Просто песня – это форма знакомая людям. Мне нравится, когда в музыке есть нечто, что притягивает внимание. Я считаю, что всякая великая музыка и произведения, которые стали хитами, "цепляют" слушателя: Бетховен, Стравинский, даже в атональной музыке есть нечто притягательное. Именно этого я добиваюсь, когда создаю мелодию. Мелодия обладает какой-то остротой и прозрачностью.
Что же касается нашей группы, мы играем довольно строгую музыку. Она в некотором смысле требует гораздо большей строгости, чем те мелодии, которые естественно порождает мой мозг, когда я начинаю импровизировать. Поэтому нам приходится искать баланс.
– То есть это не вполне джаз в том смысле, что у солистов мало свободы для импровизации?
– Иногда, да. Впрочем, это зависит от того, как часто мы выступаем. Если у нас много концертов и все хорошо знают тему и свои партии, мы можем позволить себе больше открытости и свободы.
– Я как-то заметил, что в норвежском джазе достаточно своеобразная музыкальная структура. Индивидуальная импровизация играет в нем незначительную роль, зато музыканты много импровизируют вместе. Ваша музыка, мне кажется, стоит посередине, поскольку пространство каждого импровизирующего достаточно ограничено, он как бы участвует в создании общего настроения.

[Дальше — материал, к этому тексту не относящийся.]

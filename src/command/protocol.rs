use crate::actuator::AccessoryMode;
use crate::control::VelocityIntent;
use crate::error::{Error, Result};

//operator datagrams, one per packet, comma separated
//  VEL,<vx>,<vy>,<omega>
//  STOP
//  COLLECTOR,<forward|reverse|stop>
//  RESET_HEADING
//  STATUS
#[derive(Debug, Clone, Copy, PartialEq)]
pub enum Command{
    Velocity(VelocityIntent),
    Stop,
    Accessory(AccessoryMode),
    ResetHeading,
    Status,
}

impl Command{
    pub fn parse(text: &str) -> Result<Self>{
        let text = text.trim();
        let fields: Vec<&str> = text.split(',').map(str::trim).collect();

        match fields.as_slice(){
            ["VEL", vx, vy, omega] =>{
                let intent = VelocityIntent::new(parse_float(vx)?, parse_float(vy)?, parse_float(omega)?);
                Ok(Command::Velocity(intent))
            }
            ["STOP"] => Ok(Command::Stop),
            ["COLLECTOR", mode] => Ok(Command::Accessory(mode.parse()?)),
            ["RESET_HEADING"] => Ok(Command::ResetHeading),
            ["STATUS"] => Ok(Command::Status),
            [verb @ ("VEL" | "STOP" | "COLLECTOR" | "RESET_HEADING" | "STATUS"), ..] =>{
                Err(Error::Command(format!("wrong field count for {}: {:?}", verb, text)))
            }
            _ => Err(Error::Command(format!("unknown command {:?}", text))),
        }
    }
}

fn parse_float(field: &str) -> Result<f32>{
    let value: f32 = field
        .parse()
        .map_err(|_| Error::Command(format!("not a number: {:?}", field)))?;
    if !value.is_finite(){
        return Err(Error::Command(format!("not a finite number: {:?}", field)));
    }
    Ok(value)
}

Это так?
– Да, вероятно, вы правы. Я бы сказал, что в квартете мы не импровизируем как квартет, чаще всего это делают главные солисты. Когда-то я играл в группе с пианистом Бобо Стенсоном, саксофонистом Дэйвом Либманом и барабанщиком Йоном Кристенсеном. Там все держалось на индивидуальной импровизации.
В моем нынешнем бэнде все иначе, у нас гораздо отчетливее слышно, где тема, а где импровизация. Это просто другой формат создания музыки. Но мне по душе оба формата, и нравится их сочетать.

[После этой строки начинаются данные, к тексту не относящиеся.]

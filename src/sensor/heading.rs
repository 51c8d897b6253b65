//! Heading integration and drift estimation

use crate::ring_buffer::RingBuffer;
use std::f32::consts::PI;
use std::time::Instant;

/// Wrap an angle into (-π, π].
///
/// Uses atan2 of sine and cosine rather than a modulo so there is no
/// discontinuity to step over. Angles already in range come back unchanged,
/// which makes the function exactly idempotent.
pub fn normalize_angle(angle: f32) -> f32 {
    if angle > -PI && angle <= PI {
        return angle;
    }
    let wrapped = angle.sin().atan2(angle.cos());
    if wrapped <= -PI {
        PI
    } else {
        wrapped
    }
}

/// Integrated heading, radians in (-π, π]
#[derive(Debug, Clone, Copy, Default)]
pub struct HeadingState {
    heading: f32,
    last_update: Option<Instant>,
}

impl HeadingState {
    /// Integrate a yaw rate up to `now`. The first call only starts the clock.
    pub fn integrate(&mut self, gyro_z: f32, now: Instant) {
        if let Some(last) = self.last_update {
            let dt = now.saturating_duration_since(last).as_secs_f32();
            self.heading = normalize_angle(self.heading + gyro_z * dt);
        }
        self.last_update = Some(now);
    }

    pub fn heading(&self) -> f32 {
        self.heading
    }

    pub fn reset(&mut self) {
        self.heading = 0.0;
    }
}

/// Window of recent gyro-z readings; the drift rate is their mean
#[derive(Debug, Clone)]
pub struct DriftHistory {
    readings: RingBuffer<f32>,
}

impl DriftHistory {
    pub fn new(capacity: usize) -> Self {
        Self {
            readings: RingBuffer::new(capacity),
        }
    }

    pub fn push(&mut self, gyro_z: f32) {
        self.readings.push(gyro_z);
    }

    /// rad/s, 0 when empty
    pub fn drift_rate(&self) -> f32 {
        self.readings.mean()
    }

    pub fn len(&self) -> usize {
        self.readings.len()
    }

    pub fn is_empty(&self) -> bool {
        self.readings.is_empty()
    }

    pub fn clear(&mut self) {
        self.readings.clear();
    }
}

/// Complementary low-pass of gyro-z, updated only while the robot's planar
/// acceleration is small (any yaw rate measured then is bias).
#[derive(Debug, Clone)]
pub struct BiasFilter {
    alpha: f32,
    accel_threshold: f32,
    estimate: f32,
}

impl BiasFilter {
    pub fn new(alpha: f32, accel_threshold: f32) -> Self {
        Self {
            alpha,
            accel_threshold,
            estimate: 0.0,
        }
    }

    pub fn update(&mut self, gyro_z: f32, accel_x: f32, accel_y: f32) -> f32 {
        let planar = accel_x.hypot(accel_y);
        if planar < self.accel_threshold {
            self.estimate = self.alpha * self.estimate + (1.0 - self.alpha) * gyro_z;
        }
        self.estimate
    }

    pub fn estimate(&self) -> f32 {
        self.estimate
    }

    pub fn reset(&mut self) {
        self.estimate = 0.0;
    }
}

– Обычно говорят, что скандинавскому джазу свойствен "нордический" характер. Что это значит?
– Должен признаться, я не знаю. Я вырос на такой музыке, как Джимми Хендрикс, Сантана, Beatles, как гитарист Питер Грин из і, они были моими героями, и с этого для меня началась музыка.
Так что я особо не интересовался скандинавской музыкой, пока не начал слушать джаз. А тогда я, конечно же, начал слушать именно скандинавский джаз. И думаю, что манера игры и мелодика в нем несколько отличаются от американского джаза.

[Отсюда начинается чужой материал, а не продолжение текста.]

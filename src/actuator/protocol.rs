use std::fmt;
use std::str::FromStr;

use crate::error::Error;

//motion board commands, newline terminated text
//  VEL,<vx>,<vy>,<omega>\n   fixed 3 decimals, m/s m/s rad/s
//  STOP\n
#[derive(Debug, Clone, Copy, PartialEq)]
pub enum MotionCommand{
    Velocity{ vx: f32, vy: f32, omega: f32 },
    Stop,
}

impl MotionCommand{
    pub fn to_bytes(&self) -> Vec<u8>{
        match self{
            MotionCommand::Velocity{ vx, vy, omega } =>{
                format!("VEL,{:.3},{:.3},{:.3}\n", vx, vy, omega).into_bytes()
            }
            MotionCommand::Stop => b"STOP\n".to_vec(),
        }
    }
}

//ball intake/deposit motor on the sensor board
#[derive(Debug, Clone, Copy, PartialEq, Eq, Hash)]
pub enum AccessoryMode{
    Forward,
    Reverse,
    Stop,
}

impl AccessoryMode{
    //firmware letters; the motor is mounted inverted so forward/reverse are swapped
    pub fn code(&self) -> u8{
        match self{
            AccessoryMode::Forward => b'R',
            AccessoryMode::Reverse => b'F',
            AccessoryMode::Stop => b'S',
        }
    }

    pub fn to_bytes(&self) -> [u8; 2]{
        [self.code(), b'\n']
    }

    pub fn as_str(&self) -> &'static str{
        match self{
            AccessoryMode::Forward => "forward",
            AccessoryMode::Reverse => "reverse",
            AccessoryMode::Stop => "stop",
        }
    }
}

impl fmt::Display for AccessoryMode{
    fn fmt(&self, f: &mut fmt::Formatter<'_>) -> fmt::Result{
        f.write_str(self.as_str())
    }
}

impl FromStr for AccessoryMode{
    type Err = Error;

    fn from_str(s: &str) -> Result<Self, Self::Err>{
        match s.trim().to_ascii_lowercase().as_str(){
            "forward" => Ok(AccessoryMode::Forward),
            "reverse" => Ok(AccessoryMode::Reverse),
            "stop" => Ok(AccessoryMode::Stop),
            other => Err(Error::Command(format!("unknown accessory mode {:?}", other))),
        }
    }
}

"Я особо не интересовался скандинавской музыкой, пока не начал слушать джаз. А тогда я начал слушать именно скандинавский джаз". Фото: Александр Ласкин |
Взять, например, Яна Йоханссона, шведского пианиста, или саксофониста Яна Гарбарека – в их произведениях действительно значителен элемент народной музыки. Они сильно повлияли на молодых музыкантов, музыкантов моего поколения.
"Я ПРЕДПОЧИТАЮ ИГРАТЬ ВО ЛЬВОВЕ"
– На фестивале Alfa Jazz вы представили новую композицию, которая, как вы сказали, пока носит название "Львов"?
– Она выйдет в следующем альбоме. Мы еще ни разу ее не исполняли.
– Вы собираетесь сохранить это название?
– Пока не знаю. Но мне хотелось бы создать произведение, которое напоминало бы о Львове. Львовский концерт был особенным, правда. Атмосфера была замечательная.
– А публика в разных европейских городах отличается сильно?
– Да, в таких странах, как Польша, Украина, Италия, публика очень отличается от скандинавских стран. В Скандинавии же аудитория более пресыщенная. А здесь я чувствую, что люди намного сильнее изголодались по хорошей музыке. И это очень хорошо, потому что исполнитель ощущает энергию слушателей.– Так где же вы предпочитаете играть?
– Я предпочитаю играть во Львове.
"МУЗЫКА – ЭТО ВОЗМОЖНОСТЬ ОЩУЩАТЬ СВОБОДУ"
– Вы играли с множеством выдающихся музыкантов и в том числе с Чарльзом Ллойдом. Не могли бы вы немного рассказать об этом сотрудничестве?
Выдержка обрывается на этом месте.